Pentera Flags Active Exploitation of Cloud Training Apps in Fortune 500 Environments

New updates have been reported about Pentera.

Pentera has released new research from Pentera Labs showing that intentionally vulnerable training applications in customer-managed cloud environments, including those used by Fortune 500 companies and major cybersecurity vendors, are being actively abused by attackers. The team identified thousands of exposed systems running popular demo and training tools such as OWASP Juice Shop, DVWA, and Hackazon on AWS, Azure, and GCP infrastructure owned by enterprises, with roughly 20% showing indicators of compromise, including crypto-mining. According to Pentera Labs, many of these environments were deployed with default settings, weak isolation, and overly broad cloud permissions, leaving them directly connected to live cloud identities and privileged roles.
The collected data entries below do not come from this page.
//! Shared argument definitions.

use std::io::IsTerminal;
use std::path::PathBuf;

use cputune::{
    DecorStyle, DiagnosticOptions, LoadOptions, MismatchLevel, RenderOptions,
    TOOLCHAIN_MAJOR_VERSION,
};
use cputune_params::DEFAULT_PROFILE;

/// Arguments for commands that load a tuning file.
///
/// Embedded in command Args using `#[command(flatten)]`.
#[derive(clap::Args, Clone)]
pub struct LoadArgs {
    /// Path to the JSON tuning file
    pub file: PathBuf,

    /// Base profile the tuning file is applied on top of
    #[arg(short, long, default_value = DEFAULT_PROFILE)]
    pub base: String,

    /// Toolchain major version that `metadata.gcc_version` must match
    #[arg(long, value_name = "N", default_value_t = TOOLCHAIN_MAJOR_VERSION)]
    pub toolchain_version: u32,

    /// Report wrongly typed values found while binding as errors
    #[arg(long)]
    pub strict: bool,

    /// Suppress warnings
    #[arg(short = 'w', long)]
    pub no_warnings: bool,

    /// Treat warnings as errors
    #[arg(long)]
    pub werror: bool,

    #[command(flatten)]
    pub render: RenderArgs,
}

impl LoadArgs {
    pub fn to_load_options(&self) -> LoadOptions {
        let level = if self.strict {
            MismatchLevel::Error
        } else {
            MismatchLevel::Warning
        };
        LoadOptions::default()
            .with_toolchain_major(self.toolchain_version)
            .with_mismatch_level(level)
            .with_diagnostics(DiagnosticOptions {
                suppress_warnings: self.no_warnings,
                warnings_as_errors: self.werror,
            })
    }
}

/// Diagnostic rendering arguments.
#[derive(clap::Args, Clone, Default)]
pub struct RenderArgs {
    /// Draw diagnostics with ASCII characters only
    #[arg(long)]
    pub ascii: bool,

    /// Disable colors
    #[arg(long)]
    pub plain: bool,
}

impl RenderArgs {
    pub fn to_render_options(&self) -> RenderOptions {
        RenderOptions {
            styled: !self.plain && std::io::stderr().is_terminal(),
            decor: if self.ascii {
                DecorStyle::Ascii
            } else {
                DecorStyle::Unicode
            },
        }
    }
}
//! Check command - applies a tuning file and reports diagnostics.

use std::process::ExitCode;
use std::time::Instant;

use cputune::LoadOutcome;
use nu_ansi_term::Color;

use crate::args::LoadArgs;
use crate::util::{load, print_diagnostics};

#[derive(clap::Args)]
pub struct Args {
    #[command(flatten)]
    pub load: LoadArgs,

    /// Quiet mode: print a single summary line instead of the per-file result
    #[arg(short, long)]
    pub quiet: bool,
}

pub fn run(args: Args) -> anyhow::Result<ExitCode> {
    let start = Instant::now();
    let (_, report) = load(&args.load)?;
    let duration_s = start.elapsed().as_secs_f64();

    print_diagnostics(&report, &args.load);

    let file = args.load.file.display();
    let errors = report.diagnostics.error_count();
    let warnings = report.diagnostics.warning_count();

    if args.quiet {
        println!(
            "cputune check: {} error(s), {} warning(s) in {:.2}s",
            errors, warnings, duration_s
        );
    } else if errors > 0 {
        println!(
            "{} {} has {} error(s)",
            Color::Red.bold().paint("✗"),
            file,
            errors
        );
    } else if report.outcome == LoadOutcome::Skipped {
        println!(
            "{} {} was not applied",
            Color::Yellow.bold().paint("!"),
            file
        );
    } else {
        println!(
            "{} {} applies cleanly on top of '{}'",
            Color::Green.bold().paint("✓"),
            file,
            args.load.base
        );
    }

    Ok(if errors > 0 {
        ExitCode::FAILURE
    } else {
        ExitCode::SUCCESS
    })
}
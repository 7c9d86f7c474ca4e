//! Document validation against a compiled schema.
//!
//! The walk visits keys present in the document only. Unknown keys are
//! reported as warnings and skipped; the first structural or range violation
//! stops the walk and is returned as a [`ValidationError`].

use cputune_json::{InputSpan, JsonDiagnostics, JsonPointer, Kind, Node, Object};
use num_bigint::BigInt;
use num_traits::ToPrimitive;
use thiserror::Error;

use crate::schema::{SchemaNode, SchemaObject, TypeTag};

// =============================================================================
// Errors
// =============================================================================

/// A hard validation failure at one document value.
#[derive(Debug, Clone, PartialEq, Eq, Error)]
#[error("key '{key}' {kind}")]
pub struct ValidationError {
    /// Dotted key path, e.g. `tune_params.insn_extra_cost.alu.arith`.
    pub key: String,
    pub kind: ValidationErrorKind,
    /// Span of the offending value.
    pub span: InputSpan,
    pub pointer: JsonPointer,
}

#[derive(Debug, Clone, PartialEq, Eq, Error)]
pub enum ValidationErrorKind {
    #[error("expected to be an object")]
    ExpectedObject,
    #[error("expected to be an array")]
    ExpectedArray,
    #[error("expected to be an integer")]
    ExpectedInteger,
    #[error(
        "value {value} is out of range for 'int' type [{min}, {max}]",
        min = i32::MIN,
        max = i32::MAX
    )]
    IntOutOfRange { value: BigInt },
    #[error("expected to be an unsigned integer")]
    ExpectedUnsignedInteger,
    #[error("value {value} is out of range for 'uint' type [0, {max}]", max = u32::MAX)]
    UIntOutOfRange { value: BigInt },
    #[error("expected to be a string")]
    ExpectedString,
    #[error("expected to be a boolean (true/false)")]
    ExpectedBoolean,
    #[error("expected to be an enum (string)")]
    ExpectedEnum,
    #[error("has unsupported type")]
    UnsupportedType { tag: String },
    #[error("has unexpected format in schema")]
    UnexpectedSchemaFormat,
}

// =============================================================================
// Validation
// =============================================================================

/// Validate `document` against `schema`.
///
/// Unknown keys go to `diagnostics` as warnings. Returns the first hard error.
pub fn validate(
    document: &Object,
    schema: &SchemaObject,
    diagnostics: &mut dyn JsonDiagnostics,
) -> Result<(), ValidationError> {
    Validator { diagnostics }.validate_object(document, schema, "")
}

struct Validator<'d> {
    diagnostics: &'d mut dyn JsonDiagnostics,
}

impl Validator<'_> {
    fn validate_object(
        &mut self,
        document: &Object,
        schema: &SchemaObject,
        parent_key: &str,
    ) -> Result<(), ValidationError> {
        for (key, value) in document {
            let full_key = if parent_key.is_empty() {
                key.to_string()
            } else {
                format!("{parent_key}.{key}")
            };

            let Some(expected) = schema.get(key) else {
                tracing::trace!(key = %full_key, "unknown key");
                self.diagnostics.warning(
                    value,
                    format!("key '{full_key}' is not a tuning parameter, skipping"),
                );
                continue;
            };

            self.validate_value(value, expected, full_key)?;
        }
        Ok(())
    }

    fn validate_value(
        &mut self,
        value: &Node,
        expected: &SchemaNode,
        full_key: String,
    ) -> Result<(), ValidationError> {
        let fail = |kind: ValidationErrorKind| ValidationError {
            key: full_key.clone(),
            kind,
            span: value.span,
            pointer: value.pointer.clone(),
        };

        match expected {
            SchemaNode::Object(schema) => match value.as_object() {
                Some(object) => self.validate_object(object, schema, &full_key),
                None => Err(fail(ValidationErrorKind::ExpectedObject)),
            },
            SchemaNode::Array(_) => match value.kind() {
                Kind::Array => Ok(()),
                _ => Err(fail(ValidationErrorKind::ExpectedArray)),
            },
            SchemaNode::Leaf(tag) => check_leaf(value, *tag).map_err(fail),
            SchemaNode::Unsupported(tag) => Err(fail(ValidationErrorKind::UnsupportedType {
                tag: tag.clone(),
            })),
            SchemaNode::Malformed => Err(fail(ValidationErrorKind::UnexpectedSchemaFormat)),
        }
    }
}

fn check_leaf(value: &Node, tag: TypeTag) -> Result<(), ValidationErrorKind> {
    match tag {
        TypeTag::Int => {
            let int = value
                .as_integer()
                .ok_or(ValidationErrorKind::ExpectedInteger)?;
            if int.to_i32().is_none() {
                return Err(ValidationErrorKind::IntOutOfRange { value: int.clone() });
            }
        }
        TypeTag::UInt => {
            let int = value
                .as_integer()
                .ok_or(ValidationErrorKind::ExpectedUnsignedInteger)?;
            if int.to_u32().is_none() {
                return Err(ValidationErrorKind::UIntOutOfRange { value: int.clone() });
            }
        }
        TypeTag::String => {
            value.as_str().ok_or(ValidationErrorKind::ExpectedString)?;
        }
        TypeTag::Boolean => {
            value.as_bool().ok_or(ValidationErrorKind::ExpectedBoolean)?;
        }
        TypeTag::Enum => {
            value.as_str().ok_or(ValidationErrorKind::ExpectedEnum)?;
        }
    }
    Ok(())
}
Pentera’s analysis found evidence of webshells, obfuscated scripts, persistence mechanisms, and mining software on compromised hosts, indicating that adversaries are treating these “lab” systems as initial footholds into corporate cloud estates. From there, attackers could potentially move laterally across cloud resources, escalate privileges via misconfigured roles, tamper with CI/CD workloads, or interfere with software supply chain processes, creating material operational and financial risk for affected organizations. Senior Security Researcher Noam Yaffe noted that a single misconfigured training app was sufficient for attackers to obtain cloud credentials and deploy miners at an organization’s expense. Pentera Labs has notified affected organizations and published a detailed investigation, including methodology and evidence, underscoring the company’s role in helping enterprises identify and remediate real-world exposure as part of continuous threat exposure management and security validation strategies.